I guess of all the questions I get asked, this is the most common. My standard answer is I just love to write. I always have. And I'm a voracious reader. While I have an eclectic taste in genres I read (I'll read anything that sparks my interest), I'm a romantic at heart and write the kind of stories I like to read. I prefer a particular pace, with a blend of action, dialogue, suspense and romance.
Essentially, writers have to write. We are compelled to. Every time an idea is jotted down, our brain rejuvenates and puts another in its place so the process continues. I cannot imagine how my life would be without my writing. The ability to pick and choose the right words from the millions floating around in our brains and mold them into a cohesive story is truly a gift to be cherished. And I do.
My brain is constantly active, playing out scenes, coming up with new twists to my current WIP or just playing my favorite game...what if. What if this happened instead of that. What if she went here instead of there. What if it ended this way instead of that. Aside from being a fun diversion, it exercises the mind, gets the creative juices flowing and helps me move forward when I get I stumped. And all writers get stumped on occasion, so we have to find ways to get un-stumped. What if is how I do it.
Literally anything can spark an idea for a story. I was in the doctor's office recently and a lady walked in with this bright red scarf around her neck. Immediately, the what-if game started. What if red triggered an episode for someone? What if red reminded that guy in the corner of someone he loved and lost?
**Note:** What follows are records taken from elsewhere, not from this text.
use std::path::{Path, PathBuf};

use async_trait::async_trait;
use tokio::{
    fs, select,
    sync::{mpsc, oneshot},
};
use tracing::{debug, error, trace};

use crate::{config::ProtocolConfig, error::FiatSwapError};

use super::Persistence;

enum PersisterMsg {
    Write {
        path: PathBuf,
        blob: String,
        rsp_tx: oneshot::Sender<Result<(), FiatSwapError>>,
    },
    Remove {
        path: PathBuf,
        rsp_tx: oneshot::Sender<Result<(), FiatSwapError>>,
    },
    Close,
}

/// Stores each blob as `<data_dir>/<namespace>/<key>.json`. All mutations are
/// funneled through one writer task, and every write lands in a temp file that
/// is renamed over the target, so readers never observe a partial blob.
pub struct FilePersistence {
    data_dir: PathBuf,
    persist_tx: mpsc::Sender<PersisterMsg>,
    task_handle: tokio::task::JoinHandle<()>,
}

impl FilePersistence {
    const PERSIST_CHANNEL_SIZE: usize = 10;

    pub fn new(data_dir: impl AsRef<Path>) -> Self {
        let (persist_tx, task_handle) = Self::setup_persistence();

        Self {
            data_dir: data_dir.as_ref().to_path_buf(),
            persist_tx,
            task_handle,
        }
    }

    pub fn from_config(config: &ProtocolConfig) -> Self {
        Self::new(&config.data_dir)
    }

    fn setup_persistence() -> (mpsc::Sender<PersisterMsg>, tokio::task::JoinHandle<()>) {
        let (persist_tx, mut persist_rx) = mpsc::channel(Self::PERSIST_CHANNEL_SIZE);
        let task_handle = tokio::spawn(async move {
            loop {
                select! {
                    Some(msg) = persist_rx.recv() => {
                        match msg {
                            PersisterMsg::Write { path, blob, rsp_tx } => {
                                let result = Self::persist(&path, blob).await;
                                if let Some(error) = result.as_ref().err() {
                                    error!("Error persisting data to path {} - {}", path.display(), error);
                                }
                                if rsp_tx.send(result).is_err() {
                                    trace!("Persist requester for {} went away", path.display());
                                }
                            }
                            PersisterMsg::Remove { path, rsp_tx } => {
                                let result = Self::unlink(&path).await;
                                if rsp_tx.send(result).is_err() {
                                    trace!("Remove requester for {} went away", path.display());
                                }
                            }
                            PersisterMsg::Close => {
                                break;
                            }
                        }
                    },
                    else => break,
                }
            }
            debug!("Persistence task exiting");
        });
        (persist_tx, task_handle)
    }

    async fn persist(path: &Path, blob: String) -> Result<(), FiatSwapError> {
        if let Some(parent) = path.parent() {
            fs::create_dir_all(parent).await?;
        }
        let tmp_path = path.with_extension("json.tmp");
        fs::write(&tmp_path, blob).await?;
        fs::rename(&tmp_path, path).await?;
        Ok(())
    }

    async fn unlink(path: &Path) -> Result<(), FiatSwapError> {
        match fs::remove_file(path).await {
            Ok(_) => Ok(()),
            Err(error) if error.kind() == std::io::ErrorKind::NotFound => Ok(()),
            Err(error) => Err(error.into()),
        }
    }

    fn path_for(&self, namespace: &str, key: &str) -> PathBuf {
        self.data_dir.join(namespace).join(format!("{}.json", key))
    }

    pub async fn terminate(self) {
        if self.persist_tx.send(PersisterMsg::Close).await.is_err() {
            error!("Persistence channel closed before terminate");
        }
        if let Some(error) = self.task_handle.await.err() {
            error!("Error terminating persistence task - {}", error);
        }
    }
}

#[async_trait]
impl Persistence for FilePersistence {
    async fn read(&self, namespace: &str, key: &str) -> Result<Option<String>, FiatSwapError> {
        let path = self.path_for(namespace, key);
        match fs::read_to_string(&path).await {
            Ok(json) => Ok(Some(json)),
            Err(error) if error.kind() == std::io::ErrorKind::NotFound => Ok(None),
            Err(error) => Err(error.into()),
        }
    }

    async fn write(&self, namespace: &str, key: &str, blob: String) -> Result<(), FiatSwapError> {
        let (rsp_tx, rsp_rx) = oneshot::channel();
        self.persist_tx
            .send(PersisterMsg::Write {
                path: self.path_for(namespace, key),
                blob,
                rsp_tx,
            })
            .await?;
        rsp_rx.await?
    }

    async fn remove(&self, namespace: &str, key: &str) -> Result<(), FiatSwapError> {
        let (rsp_tx, rsp_rx) = oneshot::channel();
        self.persist_tx
            .send(PersisterMsg::Remove {
                path: self.path_for(namespace, key),
                rsp_tx,
            })
            .await?;
        rsp_rx.await?
    }

    async fn keys(&self, namespace: &str) -> Result<Vec<String>, FiatSwapError> {
        let dir_path = self.data_dir.join(namespace);
        let mut read_dir = match fs::read_dir(&dir_path).await {
            Ok(read_dir) => read_dir,
            Err(error) if error.kind() == std::io::ErrorKind::NotFound => return Ok(Vec::new()),
            Err(error) => return Err(error.into()),
        };

        let mut keys = Vec::new();
        while let Some(entry) = read_dir.next_entry().await? {
            let path = entry.path();
            if path.extension().and_then(|ext| ext.to_str()) != Some("json") {
                continue;
            }
            if let Some(stem) = path.file_stem().and_then(|stem| stem.to_str()) {
                keys.push(stem.to_owned());
            }
        }
        keys.sort();
        Ok(keys)
    }
}
mod model;
mod tasks;

pub use model::{SellerAsTakerModel, SellerAsTakerRecord};
pub use tasks::SellerAsTakerTask;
What if she reminded that other guy of someone he didn't like? And on and on.
My husband is accustomed to my breakaways from reality. He calls it conversations with my imaginary friends, which basically is what it boils down to. I can't help it. Really, I can't. I have a very active and creative mind. I like to make things. I love to cook and come up with different recipes. When I'm eating out and find something I really like, if they don't offer the recipe, I'll do my best to figure it out. I do crafts, even tried my hand at painting once. Not one of my more successful endeavors but it was fun.
And I love to color. It's very relaxing. I have several coloring books around and a gazillion different crayons, pens and pencils. Before I retired, I traveled extensively for work. Consequently, I had lots of down time at airports. I was stuck in Chicago once for six hours before they finally canceled our flight. After a hour or so, I dug out my crayons and coloring book and went to work. This was before the really cool grown up coloring books of today, so my options were limited to animals and cartoon characters. Anyway, I'm coloring away and this man plops down beside me, mumbling under his breath about yet another delay. I offered him a page and he snarled at me. I told him it was delightfully therapeutic, and he should try it. He snarled again. About that time, they told us our flight was delayed yet again. He heaved a heavy sigh and said, "I'll take that page now."
So, the short answer is, I love to write. It's fun. It makes the reader feel something. It provides a creative outlet for all this stuff in my head, and gives my imaginary friends their own voice.